The institute officially opened in Kigali, Rwanda, in January 2010 with a diploma in Hospitality Management. Fifty students enrolled in the first class. In 2012, the institute introduced a diploma in Entrepreneurship. Two years later, it launched an Information Systems diploma.

== Function ==
Akilah's mission is to offer a market-relevant education that enables young women to achieve economic independence and obtain leadership roles in the workplace and in society.” The curriculum is designed in partnership with local employers and the Rwandan government. Academic majors are selected according to regional market needs.

The Akilah Institute currently has 1,100 students and 990 graduates. The institute has a 93% retention rate, and 88% of graduates find jobs within six months of graduation.

== Burundi Campus ==
In January 2014, Akilah expanded to Burundi and opened the first women's college in the country. In April 2015, the campus was closed due to political instability in the country. Forty-four Burundian students were transferred to Akilah's Kigali campus.

== Funding ==
Akilah is funded primarily through a combination of contributions and grants. Other funding sources include student tuition, in-kind donations, and special events.
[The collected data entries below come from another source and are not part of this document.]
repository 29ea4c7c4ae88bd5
//! Functions related to powers and roots.

use crate::error::kind::NegativeInput;

/// The number of Newton's method iterations performed by [`Sqrt`].
pub const SQRT_ITERATIONS: usize = 5000;

/// The square root function, `sqrt(x)`.
///
/// The root is approximated with Newton's method (the Babylonian method), starting from `x / 2`
/// and running for exactly [`SQRT_ITERATIONS`] iterations. There is no convergence check, so the
/// same input always goes through the same operations.
#[derive(Debug)]
pub struct Sqrt;

impl Sqrt {
    pub fn eval_static(n: f64) -> Result<f64, NegativeInput> {
        if n < 0.0 {
            return Err(NegativeInput { value: n });
        }

        let (mut x, mut y) = (n / 2.0, 0.0);
        for _ in 0..SQRT_ITERATIONS {
            // only happens when `n` is zero
            if x == 0.0 {
                break;
            }
            y = 0.5 * (x + n / x);
            x = y;
        }

        Ok(y)
    }
}
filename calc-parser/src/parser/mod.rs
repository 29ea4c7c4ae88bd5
pub mod error;
pub mod expr;
pub mod literal;
pub mod token;

use error::{kind::{self, ErrorKind}, Error};
use super::tokenizer::{tokenize_complete, Token};
use std::ops::Range;

/// A high-level parser for calculator expressions. This is the type to use to parse a piece of
/// text into an [`Expression`](expr::Expression).
#[derive(Debug, Clone)]
pub struct Parser<'source> {
    /// The tokens that this parser is currently parsing.
    tokens: Box<[Token<'source>]>,

    /// The index of the **next** token to be parsed.
    cursor: usize,
}

impl<'source> Parser<'source> {
    /// Create a new parser for the given source.
    pub fn new(source: &'source str) -> Self {
        Self {
            tokens: tokenize_complete(source),
            cursor: 0,
        }
    }

    /// Creates an error that points at the current token, or the end of the source code if the
    /// cursor is at the end of the stream.
    pub fn error(&self, kind: impl ErrorKind + 'static) -> Error {
        Error::new(vec![self.span()], kind)
    }

    /// Returns a span pointing at the end of the source code.
    pub fn eof_span(&self) -> Range<usize> {
        self.tokens.last().map_or(0..0, |token| token.span.end..token.span.end)
    }

    /// Returns the span of the current token, or the end of the source code if the cursor is at
    /// the end of the stream.
    pub fn span(&self) -> Range<usize> {
        self.tokens
            .get(self.cursor)
            .map_or(self.eof_span(), |token| token.span.clone())
    }

    /// Returns the current token. The cursor is not moved. Returns [`None`] if the cursor is at
    /// the end of the stream.
    pub fn current_token(&self) -> Option<&Token<'source>> {
        self.tokens.get(self.cursor)
    }

    /// Advances the cursor past any whitespace tokens.
    pub fn skip_whitespace(&mut self) {
        while self.current_token().map_or(false, Token::is_whitespace) {
            self.cursor += 1;
        }
    }

    /// Returns the next token to be parsed, then advances the cursor. Whitespace tokens are
    /// skipped.
    ///
    /// Returns an EOF error if there are no more tokens.
    pub fn next_token(&mut self) -> Result<Token<'source>, Error> {
        self.skip_whitespace();
        self.next_token_raw()
    }

    /// Returns the next token to be parsed, then advances the cursor. Whitespace tokens are
    /// **not** skipped.
    ///
    /// Returns an EOF error if there are no more tokens.
    pub fn next_token_raw(&mut self) -> Result<Token<'source>, Error> {
        match self.tokens.get(self.cursor) {
            Some(token) => {
                self.cursor += 1;
                // cloning is cheap: only Range<_> is cloned
                Ok(token.clone())
            },
            None => Err(self.error(kind::UnexpectedEof)),
        }
    }

    /// Speculatively parses a value from the given stream of tokens. This function can be used
    /// in the [`Parse::parse`] implementation of a type with the given [`Parser`], as it will
    /// automatically backtrack the cursor position if parsing fails.
    ///
    /// If parsing is successful, the stream is advanced past the consumed tokens and the parsed
    /// value is returned. Otherwise, the stream is left unchanged and an error is returned.
    pub fn try_parse<T: Parse>(&mut self) -> Result<T, Error> {
        let start = self.cursor;
        match T::parse(self) {
            Ok(value) => Ok(value),
            err => {
                self.cursor = start;
                err
            },
        }
    }

    /// Attempts to parse a value from the given stream of tokens. All the tokens must be consumed
    /// by the parser, apart from trailing whitespace; if not, an error is returned.
    pub fn try_parse_full<T: Parse>(&mut self) -> Result<T, Error> {
        let value = T::parse(self)?;
        self.skip_whitespace();
        if self.cursor == self.tokens.len() {
            Ok(value)
        } else {
            let remaining = self.span().start..self.eof_span().end;
            Err(Error::new(vec![remaining], kind::ExpectedEof))
        }
    }
}

/// Any type that can be parsed from a source of tokens.
pub trait Parse: Sized {
    /// Parses a value from the given stream of tokens, advancing the stream past the consumed
    /// tokens if parsing is successful.
    ///
    /// This function should be used by consumers of the library.
    fn parse(input: &mut Parser) -> Result<Self, Error>;
}
//! Tokenizer and parser for calculator expressions of the form `<number> <operator> <number>`.
//!
//! ```
//! use calc_parser::parser::{expr::Expression, token::op::BinOpKind, Parser};
//!
//! let expr = Parser::new("43.75 / 3.5").try_parse_full::<Expression>().unwrap();
//! assert_eq!(expr.left.value, 43.75);
//! assert_eq!(expr.op.kind, BinOpKind::Div);
//! assert_eq!(expr.right.value, 3.5);
//! ```

pub mod parser;
pub mod tokenizer;
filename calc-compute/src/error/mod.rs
pub mod kind;

pub use calc_error::Error;
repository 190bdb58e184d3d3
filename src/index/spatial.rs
//! Online spatial store with point lookup and nearest-neighbor search
//!
//! Samples accumulate in unsorted buckets; a bucket that outgrows
//! `floor(log2(total grid points))` converts into a binary split pivoted on
//! the median sample along the widest axis, reinserting its members. Nodes
//! live in an arena addressed by integer ids.

use crate::distance::squared_euclidean;
use crate::error::{FieldError, Result};
use crate::types::Sample;

type NodeId = usize;

#[derive(Debug)]
enum IndexNode {
    /// Unsorted samples below the split threshold.
    Bucket { entries: Vec<Sample> },
    /// Median pivot with strictly-below samples to the left.
    Split {
        pivot: Sample,
        axis: usize,
        left: Option<NodeId>,
        right: Option<NodeId>,
    },
}

/// Where the current nearest candidate lives in the arena.
#[derive(Debug, Clone, Copy)]
struct BestRef {
    dist: f64,
    node: NodeId,
    /// Bucket entry position; `None` when the best is a split pivot.
    entry: Option<usize>,
}

#[derive(Debug)]
pub struct SpatialIndex {
    dimensions: usize,
    dimension_size: i64,
    bucket_threshold: usize,
    nodes: Vec<IndexNode>,
    root: Option<NodeId>,
    len: usize,
}

impl SpatialIndex {
    pub fn new(dimensions: usize, dimension_size: i64) -> Self {
        // log2 of the total grid volume; small grids still bucket a few.
        let total_bits = dimensions as f64 * (dimension_size as f64).log2();
        let bucket_threshold = (total_bits.floor() as usize).max(1);
        Self {
            dimensions,
            dimension_size,
            bucket_threshold,
            nodes: Vec::new(),
            root: None,
            len: 0,
        }
    }

    /// Number of distinct coordinates stored.
    pub fn len(&self) -> usize {
        self.len
    }

    pub fn is_empty(&self) -> bool {
        self.len == 0
    }

    fn validate(&self, coords: &[i64]) -> Result<()> {
        if coords.len() != self.dimensions {
            return Err(FieldError::DimensionMismatch {
                expected: self.dimensions,
                got: coords.len(),
            });
        }
        for (axis, &c) in coords.iter().enumerate() {
            if c < 0 || c >= self.dimension_size {
                return Err(FieldError::OutOfBounds {
                    axis,
                    value: c,
                    lo: 0,
                    hi: self.dimension_size - 1,
                });
            }
        }
        Ok(())
    }

    /// Store `value` at `coords`, overwriting in place when the coordinate
    /// is already present.
    pub fn insert(&mut self, coords: &[i64], value: f64) -> Result<()> {
        self.validate(coords)?;
        let sample = Sample::new(coords.to_vec(), value);
        match self.root {
            None => {
                self.root = Some(self.alloc(IndexNode::Bucket {
                    entries: vec![sample],
                }));
                self.len += 1;
            }
            Some(root) => {
                if self.place(root, sample) {
                    self.len += 1;
                }
            }
        }
        Ok(())
    }

    /// Value stored at `coords`, or the sparse default `0.0`.
    pub fn get(&self, coords: &[i64]) -> Result<f64> {
        self.validate(coords)?;
        let mut cursor = self.root;
        while let Some(id) = cursor {
            match &self.nodes[id] {
                IndexNode::Bucket { entries } => {
                    return Ok(entries
                        .iter()
                        .find(|s| s.coords == coords)
                        .map(|s| s.value)
                        .unwrap_or(0.0));
                }
                IndexNode::Split {
                    pivot,
                    axis,
                    left,
                    right,
                } => {
                    if pivot.coords == coords {
                        return Ok(pivot.value);
                    }
                    cursor = if coords[*axis] < pivot.coords[*axis] {
                        *left
                    } else {
                        *right
                    };
                }
            }
        }
        Ok(0.0)
    }

    /// Closest stored sample to `coords` by Euclidean distance, or `None`
    /// when the index is empty. Ties keep the first sample encountered.
    pub fn nearest(&self, coords: &[i64]) -> Result<Option<&Sample>> {
        if coords.len() != self.dimensions {
            return Err(FieldError::DimensionMismatch {
                expected: self.dimensions,
                got: coords.len(),
            });
        }
        let root = match self.root {
            Some(root) => root,
            None => return Ok(None),
        };
        let mut best = None;
        self.nearest_recursive(root, coords, &mut best);
        Ok(best.map(|b| match &self.nodes[b.node] {
            IndexNode::Bucket { entries } => &entries[b.entry.expect("bucket best has entry")],
            IndexNode::Split { pivot, .. } => pivot,
        }))
    }

    fn nearest_recursive(&self, id: NodeId, target: &[i64], best: &mut Option<BestRef>) {
        match &self.nodes[id] {
            IndexNode::Bucket { entries } => {
                // Terminal: scan every bucket member.
                for (entry, sample) in entries.iter().enumerate() {
                    let dist = squared_euclidean(target, &sample.coords);
                    if best.map_or(true, |b| dist < b.dist) {
                        *best = Some(BestRef {
                            dist,
                            node: id,
                            entry: Some(entry),
                        });
                    }
                }
            }
            IndexNode::Split {
                pivot,
                axis,
                left,
                right,
            } => {
                let dist = squared_euclidean(target, &pivot.coords);
                if best.map_or(true, |b| dist < b.dist) {
                    *best = Some(BestRef {
                        dist,
                        node: id,
                        entry: None,
                    });
                }

                let below = target[*axis] < pivot.coords[*axis];
                let (near, far) = if below { (left, right) } else { (right, left) };
                if let Some(near) = near {
                    self.nearest_recursive(*near, target, best);
                }
                // Only cross the hyperplane when it could still win.
                let plane = (target[*axis] - pivot.coords[*axis]) as f64;
                if let Some(far) = far {
                    if plane * plane < best.map_or(f64::INFINITY, |b| b.dist) {
                        self.nearest_recursive(*far, target, best);
                    }
                }
            }
        }
    }

    /// Returns true when `sample` introduced a new coordinate.
    fn place(&mut self, id: NodeId, sample: Sample) -> bool {
        match &mut self.nodes[id] {
            IndexNode::Bucket { entries } => {
                if let Some(existing) = entries.iter_mut().find(|s| s.coords == sample.coords) {
                    existing.value = sample.value;
                    return false;
                }
                entries.push(sample);
                if entries.len() > self.bucket_threshold {
                    self.convert(id);
                }
                true
            }
            IndexNode::Split {
                pivot,
                axis,
                left,
                right,
            } => {
                if pivot.coords == sample.coords {
                    pivot.value = sample.value;
                    return false;
                }
                let side = sample.coords[*axis] < pivot.coords[*axis];
                let child = if side { *left } else { *right };
                match child {
                    Some(child) => self.place(child, sample),
                    None => {
                        let node = IndexNode::Bucket {
                            entries: vec![sample],
                        };
                        let child = self.alloc(node);
                        match &mut self.nodes[id] {
                            IndexNode::Split { left, right, .. } => {
                                if side {
                                    *left = Some(child);
                                } else {
                                    *right = Some(child);
                                }
                            }
                            IndexNode::Bucket { .. } => unreachable!(),
                        }
                        true
                    }
                }
            }
        }
    }

    /// Bucket -> split conversion: widest-range axis, median pivot, every
    /// other member reinserted below. Reinsertion may cascade further
    /// conversions in the children.
    fn convert(&mut self, id: NodeId) {
        let mut entries = match std::mem::replace(
            &mut self.nodes[id],
            IndexNode::Bucket {
                entries: Vec::new(),
            },
        ) {
            IndexNode::Bucket { entries } => entries,
            IndexNode::Split { .. } => unreachable!("convert targets buckets"),
        };

        let mut axis = 0;
        let mut widest = -1i64;
        for d in 0..self.dimensions {
            let lo = entries.iter().map(|s| s.coords[d]).min().unwrap_or(0);
            let hi = entries.iter().map(|s| s.coords[d]).max().unwrap_or(0);
            if hi - lo > widest {
                widest = hi - lo;
                axis = d;
            }
        }

        entries.sort_by_key(|s| s.coords[axis]);
        let median = entries.len() / 2;
        let pivot = entries.swap_remove(median);

        self.nodes[id] = IndexNode::Split {
            pivot,
            axis,
            left: None,
            right: None,
        };
        for sample in entries {
            self.place(id, sample);
        }
    }

    fn alloc(&mut self, node: IndexNode) -> NodeId {
        self.nodes.push(node);
        self.nodes.len() - 1
    }
}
== Marriott partnership ==
In 2012, Akilah partnered with Marriott International to introduce a hospitality training program for graduates at Marriott hotels in Dubai and Doha. Since the program's start, dozens of Akilah alumnae have relocated to the Middle East to participate in the program. Marriott hired 23 Akilah graduates to staff its Kigali Marriott Hotel, which opened in 2016.

== Debate team ==
In 2015, Akilah formed Rwanda's first all-female college debate team. The team won a countrywide competition the same year. In October 2015, Akilah hosted the first National Inter-University Female Debate Championship.

== MindSky ==
In January 2015, Akilah founder Elizabeth Dearborn Hughes launched MindSky (formerly AkilahNet) with the co-founder Anastasia Uglova as part of the Akilah Group, a collection of social enterprises with a focus on education, technology, and employment. MindSky is an online talent platform that matches employers with job seekers in East Africa.